Accrual accounting information is often used to provide information to outsiders that reflect a firm’s current and future performance (Dechow, 1994). Accrual accounting recognizes the expected future financial benefits and obligations accruing to an enterprise over a period. Accrual accounting matches revenue and expense better than cash flow accounting and makes accounting information more value-relevant (Hung, 2000). The investors' demand for and reliance on reliable publicly disclosed information may drive insiders to provide information that truly and accurately reflect a firm’s economic performance (Healey & Wahlen, 1998). If investors perceive accruals as information signals, then this is likely to reduce SPS.
Theoretically, MYY’s argument that SPS is a function of firm-specific information is logical because SPS is based on firm specific returns. Therefore, regardless of the proxy of SPS (Ashbaugh or accruals), I hypothesize:
H2: There is a negative association between FFI and SPS.
10
45
However, the literature review also highlights that managers can use accrual accounting opportunistically to manage earnings. Insiders and controlling owners may have incentives to manage earnings either to mask firm performance and/or to hide their private control benefits from outsiders (Leuz et al., 2003). They do so by using their financial reporting discretion. In essence, insiders, in order to avoid outsiders’ intervention, manage the level and variability of reported earnings. If investors perceive accruals to be an earnings management tool then higher accruals will increase SPS.

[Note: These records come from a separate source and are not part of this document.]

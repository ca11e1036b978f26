//! JSON backup of sheets and words.
//!
//! Keys are camelCase and sorted, timestamps are fractional seconds since the
//! Unix epoch. Importing merges into the existing data: known sheets are
//! renamed, known words are left alone.

use std::collections::{HashMap, HashSet};
use std::fs;
use std::path::Path;

use chrono::{DateTime, Utc};
use serde::{Deserialize, Serialize};
use uuid::Uuid;
use vocab_core::{Word, WordSheet};

use crate::error::{DbError, DbResult};
use crate::sqlite::SqliteStore;

#[derive(Debug, Clone, Default, Serialize, Deserialize, PartialEq)]
pub struct ExportData {
    pub words: Vec<ExportWord>,
    pub sheets: Vec<ExportSheet>,
}

#[derive(Debug, Clone, Serialize, Deserialize, PartialEq)]
#[serde(rename_all = "camelCase")]
pub struct ExportWord {
    pub id: String,
    pub term: String,
    pub definition: String,
    pub part_of_speech: String,
    pub pronunciation: String,
    pub example: String,
    #[serde(rename = "exampleCn")]
    pub example_translation: String,
    pub learned: bool,
    pub review_count: u32,
    pub last_reviewed: Option<f64>,
    pub created_at: f64,
    pub sheet_id: Option<String>,
}

#[derive(Debug, Clone, Serialize, Deserialize, PartialEq)]
#[serde(rename_all = "camelCase")]
pub struct ExportSheet {
    pub id: String,
    pub name: String,
    pub created_at: f64,
}

#[derive(Debug, Clone, Copy, Default, PartialEq, Eq)]
pub struct ImportSummary {
    pub sheets_added: usize,
    pub sheets_renamed: usize,
    pub words_added: usize,
    pub words_skipped: usize,
}

impl ExportData {
    pub fn to_json(&self) -> DbResult<String> {
        // Going through `Value` sorts the keys.
        let value = serde_json::to_value(self)?;
        Ok(serde_json::to_string_pretty(&value)?)
    }

    pub fn from_json(json: &str) -> DbResult<Self> {
        Ok(serde_json::from_str(json)?)
    }

    pub fn write_to(&self, path: &Path) -> DbResult<()> {
        fs::write(path, self.to_json()?)?;
        Ok(())
    }

    pub fn read_from(path: &Path) -> DbResult<Self> {
        Self::from_json(&fs::read_to_string(path)?)
    }
}

impl From<&Word> for ExportWord {
    fn from(word: &Word) -> Self {
        Self {
            id: word.id.to_string(),
            term: word.term.clone(),
            definition: word.definition.clone(),
            part_of_speech: word.part_of_speech.clone(),
            pronunciation: word.pronunciation.clone(),
            example: word.example.clone(),
            example_translation: word.example_translation.clone(),
            learned: word.learned,
            review_count: word.review_count,
            last_reviewed: word.last_reviewed.map(to_epoch),
            created_at: to_epoch(word.created_at),
            sheet_id: word.sheet_id.map(|id| id.to_string()),
        }
    }
}

impl From<&WordSheet> for ExportSheet {
    fn from(sheet: &WordSheet) -> Self {
        Self {
            id: sheet.id.to_string(),
            name: sheet.name.clone(),
            created_at: to_epoch(sheet.created_at),
        }
    }
}

impl SqliteStore {
    pub fn export(&self) -> DbResult<ExportData> {
        Ok(ExportData {
            words: self.load_all_words()?.iter().map(ExportWord::from).collect(),
            sheets: self.list_sheets()?.iter().map(ExportSheet::from).collect(),
        })
    }

    /// Merges `data` into the store in a single transaction.
    pub fn import(&self, data: &ExportData) -> DbResult<ImportSummary> {
        let tx = self.connection().unchecked_transaction()?;
        let mut summary = ImportSummary::default();

        let existing_sheets: HashSet<Uuid> = self.list_sheets()?.iter().map(|s| s.id).collect();
        let mut sheet_ids: HashMap<&str, Uuid> = HashMap::new();
        for sheet in &data.sheets {
            let parsed = Uuid::parse_str(&sheet.id).ok();
            match parsed {
                Some(id) if existing_sheets.contains(&id) => {
                    self.rename_sheet(id, &sheet.name)?;
                    summary.sheets_renamed += 1;
                    sheet_ids.insert(sheet.id.as_str(), id);
                }
                _ => {
                    let id = parsed
                        .filter(|id| !sheet_ids.values().any(|known| known == id))
                        .unwrap_or_else(Uuid::new_v4);
                    self.insert_sheet(&WordSheet {
                        id,
                        name: sheet.name.clone(),
                        created_at: from_epoch(sheet.created_at)?,
                    })?;
                    summary.sheets_added += 1;
                    sheet_ids.insert(sheet.id.as_str(), id);
                }
            }
        }

        let mut known_words: HashSet<Uuid> = self.load_all_words()?.iter().map(|w| w.id).collect();
        for word in &data.words {
            let parsed = Uuid::parse_str(&word.id).ok();
            if parsed.is_some_and(|id| known_words.contains(&id)) {
                summary.words_skipped += 1;
                continue;
            }
            let id = parsed.unwrap_or_else(Uuid::new_v4);
            let sheet_id = word
                .sheet_id
                .as_deref()
                .and_then(|sheet| sheet_ids.get(sheet).copied());
            self.insert_word(&Word {
                id,
                term: word.term.clone(),
                definition: word.definition.clone(),
                part_of_speech: word.part_of_speech.clone(),
                pronunciation: word.pronunciation.clone(),
                example: word.example.clone(),
                example_translation: word.example_translation.clone(),
                learned: word.learned,
                review_count: word.review_count,
                last_reviewed: word.last_reviewed.map(from_epoch).transpose()?,
                created_at: from_epoch(word.created_at)?,
                sheet_id,
            })?;
            known_words.insert(id);
            summary.words_added += 1;
        }

        tx.commit()?;
        log::info!(
            "imported {} sheets ({} renamed) and {} words ({} skipped)",
            summary.sheets_added,
            summary.sheets_renamed,
            summary.words_added,
            summary.words_skipped
        );
        Ok(summary)
    }
}

fn to_epoch(at: DateTime<Utc>) -> f64 {
    at.timestamp_micros() as f64 / 1_000_000.0
}

fn from_epoch(seconds: f64) -> DbResult<DateTime<Utc>> {
    let micros = (seconds * 1_000_000.0).round();
    if !micros.is_finite() {
        return Err(DbError::Config(format!("invalid timestamp {seconds}")));
    }
    DateTime::from_timestamp_micros(micros as i64)
        .ok_or_else(|| DbError::Config(format!("timestamp {seconds} is out of range")))
}

#[cfg(test)]
mod tests {
    use super::*;
    use chrono::TimeZone;

    #[test]
    fn epoch_seconds_keep_microseconds() {
        let at = Utc.with_ymd_and_hms(2026, 1, 14, 9, 30, 15).unwrap()
            + chrono::Duration::microseconds(250_500);
        assert_eq!(from_epoch(to_epoch(at)).unwrap(), at);
        assert!(from_epoch(f64::NAN).is_err());
        assert!(from_epoch(1e300).is_err());
    }

    #[test]
    fn json_keys_are_sorted_camel_case() {
        let now = Utc.with_ymd_and_hms(2026, 1, 14, 0, 0, 0).unwrap();
        let word = Word::new("lucid", "clear", now);
        let data = ExportData {
            words: vec![ExportWord::from(&word)],
            sheets: Vec::new(),
        };
        let json = data.to_json().unwrap();

        let created = json.find("\"createdAt\"").unwrap();
        let definition = json.find("\"definition\"").unwrap();
        let example_cn = json.find("\"exampleCn\"").unwrap();
        let sheet_id = json.find("\"sheetId\"").unwrap();
        assert!(created < definition && definition < example_cn && example_cn < sheet_id);
        assert!(json.find("\"sheets\"").unwrap() < json.find("\"words\"").unwrap());
        assert!(json.contains("\"lastReviewed\": null"));
        assert_eq!(ExportData::from_json(&json).unwrap(), data);
    }
}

MYY argue that countries differ in the use of FFI because of different levels of IP across countries. They contend that the incorporation of FFI depends on the IP arrangements of the respective capital markets. For an efficient capital market not only FFI is important but also IP is a fundamental factor for reducing information asymmetry, and adequately capitalizing FFI in share price returns. Legal rules and their strict enforcement effectively protect outside investors (Leuz et al., 2003). MYY also argue that the level of IP arrangements endogenously regulates the quality of firm-specific information reported to outsiders. Thus, a strong IP system is likely to increase the use of FFI in capital markets and reduce SPS. I expect IP to have a complementing influence, with the strength of IP arrangements enhancing the effects of FFI. Therefore, I hypothesize:
H3: The negative association between FFI and SPS is enhanced by IP.
Figure 2 provides the framework for the thesis. It identified the main associations explained in the motivation to the hypotheses, that is, the association of IP and FFI with SPS and the complementing effects of IP on the association between FFI and SPS. In short, the figure
46
depicts that while both FFI and IP have direct effects on SPS, the most effective impact is when both FFI and IP are of higher quality.